Collected data:
use std::sync::Arc;

use tokio::net::TcpListener;
use tracing::{info, warn};

use pairdiff_store::InMemorySideStore;
use pairdiff_validate::Validator;

use crate::config::ServerConfig;
use crate::error::{ServerError, ServerResult};
use crate::handler::SharedValidator;
use crate::router::build_router;

/// pairdiff HTTP server. Owns the process-wide validator.
pub struct PairdiffServer {
    config: ServerConfig,
    validator: SharedValidator,
}

impl PairdiffServer {
    /// Create a server with an empty in-memory store.
    pub fn new(config: ServerConfig) -> Self {
        let validator = Arc::new(Validator::new(InMemorySideStore::new(), config.transport));
        Self { config, validator }
    }

    pub fn config(&self) -> &ServerConfig {
        &self.config
    }

    pub fn validator(&self) -> &SharedValidator {
        &self.validator
    }

    /// Build the router (useful for testing).
    pub fn router(&self) -> axum::Router {
        build_router(Arc::clone(&self.validator), self.config.max_payload_bytes)
    }

    /// Start serving requests until Ctrl-C.
    pub async fn serve(self) -> ServerResult<()> {
        let app = self.router();
        let listener = TcpListener::bind(self.config.bind_addr).await?;
        info!(
            transport = ?self.config.transport,
            "pairdiff server listening on {}",
            self.config.bind_addr
        );
        axum::serve(listener, app)
            .with_graceful_shutdown(shutdown_signal())
            .await
            .map_err(|e| ServerError::Internal(e.to_string()))
    }
}

async fn shutdown_signal() {
    match tokio::signal::ctrl_c().await {
        Ok(()) => info!("shutdown signal received"),
        Err(e) => {
            warn!(error = %e, "could not install Ctrl-C handler; serving until killed");
            std::future::pending::<()>().await;
        }
    }
}

#[cfg(test)]
mod tests {
    use super::*;
    use pairdiff_validate::Transport;

    #[test]
    fn server_construction() {
        let server = PairdiffServer::new(ServerConfig::default());
        assert_eq!(server.config().bind_addr, "127.0.0.1:8080".parse().unwrap());
        assert_eq!(*server.validator().parser(), Transport::Base64);
    }

    #[test]
    fn router_builds() {
        let server = PairdiffServer::new(ServerConfig::default());
        let _router = server.router();
    }

    #[test]
    fn plain_transport_from_config() {
        let config = ServerConfig {
            transport: Transport::Plain,
            ..Default::default()
        };
        let server = PairdiffServer::new(config);
        assert_eq!(*server.validator().parser(), Transport::Plain);
    }
}
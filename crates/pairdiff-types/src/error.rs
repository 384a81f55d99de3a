use thiserror::Error;

/// Errors produced by type operations.
#[derive(Debug, Error, Clone, PartialEq, Eq)]
pub enum TypeError {
    #[error("invalid JSON document: {0}")]
    InvalidJson(String),

    #[error("unknown side: {0} (expected \"left\" or \"right\")")]
    UnknownSide(String),
}
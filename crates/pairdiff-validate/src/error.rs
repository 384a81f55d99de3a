use pairdiff_store::{ComparisonFailure, StoreError};
use pairdiff_types::{Side, TypeError};

/// Errors surfaced by [`crate::Validator`] operations.
#[derive(Debug, Clone, PartialEq, thiserror::Error)]
pub enum ValidateError {
    /// A write carried an empty or whitespace-only payload. Never cached.
    #[error("a payload is required to be present on the request to have it set on memory")]
    RequiredPayload { side: Side, id: String },

    /// A comparison-stage failure, fresh or replayed from the cache.
    #[error(transparent)]
    Comparison(#[from] ComparisonFailure),

    /// Anything not anticipated by the comparison pipeline.
    #[error("an unexpected error happened: {0}")]
    Unexpected(String),
}

impl From<StoreError> for ValidateError {
    fn from(err: StoreError) -> Self {
        Self::Unexpected(err.to_string())
    }
}

/// Result alias for validator operations.
pub type ValidateResult<T> = Result<T, ValidateError>;

/// Failure to turn a raw payload into a tree.
#[derive(Debug, thiserror::Error)]
pub enum DecodeError {
    #[error("invalid transport encoding: {0}")]
    Transport(#[from] base64::DecodeError),

    #[error("decoded payload is not valid UTF-8: {0}")]
    Utf8(#[from] std::string::FromUtf8Error),

    #[error(transparent)]
    Json(#[from] TypeError),
}
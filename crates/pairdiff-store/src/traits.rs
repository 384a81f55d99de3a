use pairdiff_types::Side;

use crate::error::StoreResult;
use crate::record::PayloadRecord;

/// Keyed storage of side payloads and cached outcomes.
///
/// All implementations must satisfy these invariants:
/// - `with_record` grants exclusive access to one identifier's record for the
///   duration of the closure; no other caller observes it half-updated.
/// - Exclusive access to one identifier never blocks another identifier.
/// - The store never interprets payload contents.
pub trait SideStore: Send + Sync {
    /// Run `f` with exclusive access to the record for `id`, creating an
    /// empty record first if none exists.
    fn with_record<R>(&self, id: &str, f: impl FnOnce(&mut PayloadRecord) -> R) -> StoreResult<R>;

    /// Run `f` against the record for `id` if it exists.
    ///
    /// Returns `Ok(None)` without creating anything when the id is unknown.
    fn inspect_record<R>(
        &self,
        id: &str,
        f: impl FnOnce(&PayloadRecord) -> R,
    ) -> StoreResult<Option<R>>;

    /// Overwrite the payload for (`side`, `id`).
    ///
    /// This is the raw keyed write: it performs no validation and leaves the
    /// cached outcome alone. Callers that keep outcomes consistent go through
    /// [`Self::with_record`] instead.
    fn set_side(&self, side: Side, id: &str, raw: String) -> StoreResult<()> {
        self.with_record(id, |record| record.set_payload(side, raw))
    }

    /// The stored payload for (`side`, `id`), if any.
    fn get_side(&self, side: Side, id: &str) -> StoreResult<Option<String>> {
        Ok(self
            .inspect_record(id, |record| record.payload(side).map(str::to_owned))?
            .flatten())
    }
}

Problem details: Pick out every line above that contains the word "Errors" and copy it.

Response:
/// Errors produced by type operations.
/// Errors surfaced by [`crate::Validator`] operations.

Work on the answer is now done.